Após a reunião com o presidente, Fux declarou: “debatemos quão importante para a democracia é o respeito às instituições”. No encontro, segundo ele, o mandatário “puxou um momento evangélico e rezou um Pai-Nosso”. Bolsonaro, que se inflou nos últimos dias, saiu murcho. “Estamos perfeitamente alinhados”, disse ele. Vale indagar se Fux acredita na anuência do capitão. Pode ser que sim, pode ser que não. E Bolsonaro acredita naquilo com que ele próprio falou que concordou? Com certeza não, dissociais não aprendem com a experiência. Ele amansou, pelo menos no momento, porque percebeu que existe previsão de cadeia para seus atos; amansou porque está desnorteado com o despencar nas pesquisas de intenção de voto e de aprovação de seu governo; amansou devido às mobilizações de rua em favor do impeachment e porque a CPI está chegando a crimes comuns e de responsabilidade por ele cometidos. Ainda assim, na saída do STF, em uma fala despicienda, declarou que existe um magistrado a praticar “ativismo legislativo”. O destinatário da mentira é Luís Roberto Barroso, o mesmo que se tornara o principal alvo da cólera presidencial — Barroso foi a vítima porque, além de membro do STF, é presidente do Tribunal Superior Eleitoral.

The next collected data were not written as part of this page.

use crate::game::Scenario;
use crate::game::ScenarioError;
use crate::Exponent;
use crate::Magnitude;
use nalgebra::DMatrix;
use nalgebra::DVector;
use thiserror::Error;

/// The named counter-example constructions, each a pure recipe from a
/// perturbation magnitude to a ready scenario.
///
/// | tag          | agents | data points                      | perturbation        |
/// |--------------|--------|----------------------------------|---------------------|
/// | example1     | 2      | 1, 1                             | +sqrt(d), -sqrt(d)  |
/// | example2     | 4      | 1, 1, 1, 1                       | alternating sqrt(d) |
/// | example3-d\<d\> | d + 1  | basis of R^d, then ones / d      | sqrt(d) each, then -d sqrt(d) |
/// | example4-d\<d\> | d + 2  | basis of R^d, then ones, ones    | zeroes, then +d, -d |
///
/// Every recipe spreads the correction so that sum_i D_i x_i = 0, which
/// keeps the perturbed estimator unbiased. The scalar and basis-average
/// families scale their weights with the square root of the magnitude;
/// the doubled family carries it linearly. The asymmetry is inherited
/// from the constructions being reproduced and is deliberate; do not
/// unify the scalings.
#[derive(Debug, Clone, PartialEq)]
pub enum Family {
    /// two identical scalar observers, one elastic and one reluctant
    ScalarPair,
    /// four identical scalar observers with alternating correction signs
    ScalarQuad,
    /// one observer per coordinate axis plus one averaging observer
    /// carrying the opposing correction weight
    BasisAverage {
        dimension: usize,
        soft: Exponent,
        hard: Exponent,
    },
    /// one observer per coordinate axis plus two duplicated full
    /// observers splitting the correction between them
    BasisDoubled {
        dimension: usize,
        soft: Exponent,
        hard: Exponent,
    },
}

impl Family {
    /// basis-average family with the standard exponent pair
    pub fn basis_average(dimension: usize) -> Self {
        Self::BasisAverage {
            dimension,
            soft: crate::EXPONENT_SOFT,
            hard: crate::EXPONENT_HARD,
        }
    }

    /// basis-doubled family with the standard exponent pair
    pub fn basis_doubled(dimension: usize) -> Self {
        Self::BasisDoubled {
            dimension,
            soft: crate::EXPONENT_SOFT,
            hard: crate::EXPONENT_HARD,
        }
    }

    /// cache key and figure name; dimension-qualified for the d-families
    pub fn tag(&self) -> String {
        match self {
            Self::ScalarPair => "example1".to_string(),
            Self::ScalarQuad => "example2".to_string(),
            Self::BasisAverage { dimension, .. } => format!("example3-d{}", dimension),
            Self::BasisDoubled { dimension, .. } => format!("example4-d{}", dimension),
        }
    }

    pub fn agents(&self) -> usize {
        match self {
            Self::ScalarPair => 2,
            Self::ScalarQuad => 4,
            Self::BasisAverage { dimension, .. } => dimension + 1,
            Self::BasisDoubled { dimension, .. } => dimension + 2,
        }
    }

    pub fn dimension(&self) -> usize {
        match self {
            Self::ScalarPair | Self::ScalarQuad => 1,
            Self::BasisAverage { dimension, .. } | Self::BasisDoubled { dimension, .. } => {
                *dimension
            }
        }
    }

    /// assemble the data points, correction weights, and exponents at one
    /// perturbation magnitude
    pub fn scenario(&self, magnitude: Magnitude) -> Result<Scenario, ScenarioError> {
        match *self {
            Self::ScalarPair => {
                let root = magnitude.sqrt();
                Scenario::new(
                    DMatrix::from_element(2, 1, 1.0),
                    DVector::from_vec(vec![root, -root]),
                    DVector::from_vec(vec![crate::EXPONENT_SOFT, crate::EXPONENT_HARD]),
                )
            }
            Self::ScalarQuad => {
                let root = magnitude.sqrt();
                Scenario::new(
                    DMatrix::from_element(4, 1, 1.0),
                    DVector::from_vec(vec![root, -root, root, -root]),
                    DVector::from_vec(vec![
                        crate::EXPONENT_SOFT,
                        crate::EXPONENT_HARD,
                        crate::EXPONENT_SOFT,
                        crate::EXPONENT_HARD,
                    ]),
                )
            }
            Self::BasisAverage {
                dimension,
                soft,
                hard,
            } => {
                let agents = dimension + 1;
                let root = magnitude.sqrt();
                let data = DMatrix::from_fn(agents, dimension, |row, col| {
                    if row < dimension {
                        if row == col { 1.0 } else { 0.0 }
                    } else {
                        1.0 / dimension as f64
                    }
                });
                let perturbation = DVector::from_fn(agents, |row, _| {
                    if row < dimension {
                        root
                    } else {
                        -(dimension as f64) * root
                    }
                });
                let exponents =
                    DVector::from_fn(agents, |row, _| if row < dimension { soft } else { hard });
                Scenario::new(data, perturbation, exponents)
            }
            Self::BasisDoubled {
                dimension,
                soft,
                hard,
            } => {
                let agents = dimension + 2;
                let data = DMatrix::from_fn(agents, dimension, |row, col| {
                    if row < dimension {
                        if row == col { 1.0 } else { 0.0 }
                    } else {
                        1.0
                    }
                });
                let perturbation = DVector::from_fn(agents, |row, _| {
                    if row == dimension {
                        magnitude
                    } else if row == dimension + 1 {
                        -magnitude
                    } else {
                        0.0
                    }
                });
                let exponents =
                    DVector::from_fn(agents, |row, _| if row < dimension { soft } else { hard });
                Scenario::new(data, perturbation, exponents)
            }
        }
    }
}

impl std::fmt::Display for Family {
    fn fmt(&self, f: &mut std::fmt::Formatter<'_>) -> std::fmt::Result {
        write!(f, "{}", self.tag())
    }
}

/// tag &str -> Family, the inverse of [`Family::tag`]
impl std::str::FromStr for Family {
    type Err = FamilyError;
    fn from_str(tag: &str) -> Result<Self, Self::Err> {
        match tag {
            "example1" => Ok(Self::ScalarPair),
            "example2" => Ok(Self::ScalarQuad),
            _ => {
                let unknown = || FamilyError::Unknown(tag.to_string());
                let (name, dimension) = tag.split_once("-d").ok_or_else(unknown)?;
                let dimension = dimension.parse().map_err(|_| unknown())?;
                match name {
                    "example3" => Ok(Self::basis_average(dimension)),
                    "example4" => Ok(Self::basis_doubled(dimension)),
                    _ => Err(unknown()),
                }
            }
        }
    }
}

#[derive(Debug, Clone, PartialEq, Error)]
pub enum FamilyError {
    #[error(
        "unknown family tag {0:?}, expected example1, example2, example3-d<d>, or example4-d<d>"
    )]
    Unknown(String),
}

“TERRIVELMENTE EVANGÉLICO” Mendonça: será preciso lembrá-lo que o Estado é laico (Crédito: Ueslei Marcelino)

Fora da história

Desde a quinta-feira 8 o Messias vinha atirando. Primeiro, feriu a Constituição, o Estado de Direito e o sistema de checks and balances (freios e contrapesos, teoria consolidada por Charles-Louis de Secondat, o barão de Montesquieue, em “O Espírito das Leis”). “Ou há eleições limpas ou não há eleições no ano que vem”, afirmou Bolsonaro. Traduzindo: ou há voto impresso, como ele quer, ou a votação será proibida. Depois, o capitão chamou Barroso de “idiota” e “imbecil”. Na sequência, cometeu grave crime de calúnia, injúria e difamação ao insinuar que Barroso absolvera um acusado de pedofilia porque estaria envolvido em tal prática criminosa. Grave mentira.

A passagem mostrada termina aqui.